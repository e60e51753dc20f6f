//! Gateway OLED counter
//!
//! Finds the panel at its primary address or the fallback, shows a test
//! banner, then redraws a once-a-second counter forever.
//!
//! Only the startup search is checked. Once the panel is up, a failed frame
//! write is logged at debug level and otherwise ignored: the counter and its
//! console line keep going whether or not the panel is still there.

use embedded_hal_async::delay::DelayNs;
use embedded_hal_async::i2c::I2c;
use log::{debug, info};

use crate::config::OledNodeConfig;
use crate::diagnostics::{Diagnostic, DiagnosticSink};
use crate::display::{Panel, open_panel, screens};
use crate::error::StartupError;

pub struct CounterLoop<I2C> {
    panel: Panel<I2C>,
    address: u8,
    config: OledNodeConfig,
    count: u32,
}

impl<I2C: I2c> CounterLoop<I2C> {
    /// Look for the panel at both addresses and show the banner.
    pub async fn start<D, K>(
        i2c: I2C,
        config: OledNodeConfig,
        delay: &mut D,
        sink: &mut K,
    ) -> Result<Self, StartupError>
    where
        D: DelayNs,
        K: DiagnosticSink,
    {
        delay.delay_ms(config.console_settle_ms).await;
        sink.emit(Diagnostic::OledBanner);

        let Some((mut panel, address)) = Self::find_panel(i2c, &config, sink).await else {
            sink.emit(Diagnostic::CheckConnections);
            for hint in config.wiring_hints() {
                sink.emit(Diagnostic::Wiring(hint));
            }
            return Err(StartupError::DisplayNotFound {
                primary: config.primary_address,
                fallback: config.fallback_address,
            });
        };
        sink.emit(Diagnostic::OledFound { address });

        panel.clear_buffer();
        if let Err(e) = screens::draw_banner(&mut panel) {
            debug!("Banner not drawn: {:?}", e);
        }
        if let Err(e) = panel.flush().await {
            debug!("Banner not shown: {:?}", e);
        }
        sink.emit(Diagnostic::TestPattern);

        Ok(Self {
            panel,
            address,
            config,
            count: 0,
        })
    }

    async fn find_panel<K: DiagnosticSink>(
        i2c: I2C,
        config: &OledNodeConfig,
        sink: &mut K,
    ) -> Option<(Panel<I2C>, u8)> {
        let i2c = match open_panel(i2c, config.primary_address).await {
            Ok(panel) => return Some((panel, config.primary_address)),
            Err(i2c) => i2c,
        };
        sink.emit(Diagnostic::OledNotFound);
        sink.emit(Diagnostic::TryingFallback {
            address: config.fallback_address,
        });

        match open_panel(i2c, config.fallback_address).await {
            Ok(panel) => Some((panel, config.fallback_address)),
            Err(_) => {
                sink.emit(Diagnostic::OledStillNotFound {
                    address: config.fallback_address,
                });
                None
            }
        }
    }

    /// Updates shown so far.
    pub fn count(&self) -> u32 {
        self.count
    }

    /// Address the panel answered on.
    pub fn address(&self) -> u8 {
        self.address
    }

    /// Wait one refresh interval, then advance and redraw the counter.
    pub async fn tick<D, K>(&mut self, delay: &mut D, sink: &mut K) -> u32
    where
        D: DelayNs,
        K: DiagnosticSink,
    {
        delay.delay_ms(self.config.refresh_interval_ms).await;
        self.count = self.count.wrapping_add(1);

        self.panel.clear_buffer();
        if let Err(e) = screens::draw_counter(&mut self.panel, self.count) {
            debug!("Frame {} not drawn: {:?}", self.count, e);
        }
        if let Err(e) = self.panel.flush().await {
            debug!("Frame {} not shown: {:?}", self.count, e);
        }

        sink.emit(Diagnostic::CounterUpdate(self.count));
        self.count
    }

    pub async fn run<D, K>(&mut self, delay: &mut D, sink: &mut K) -> !
    where
        D: DelayNs,
        K: DiagnosticSink,
    {
        info!("Counting on display at {:#04X}", self.address);
        loop {
            self.tick(delay, sink).await;
        }
    }
}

——————

WORK TO COMPLETE
Find the string "tick" in the material above, and report every line where it occurs.

WRITTEN ANSWER
    pub async fn tick<D, K>(&mut self, delay: &mut D, sink: &mut K) -> u32
            self.tick(delay, sink).await;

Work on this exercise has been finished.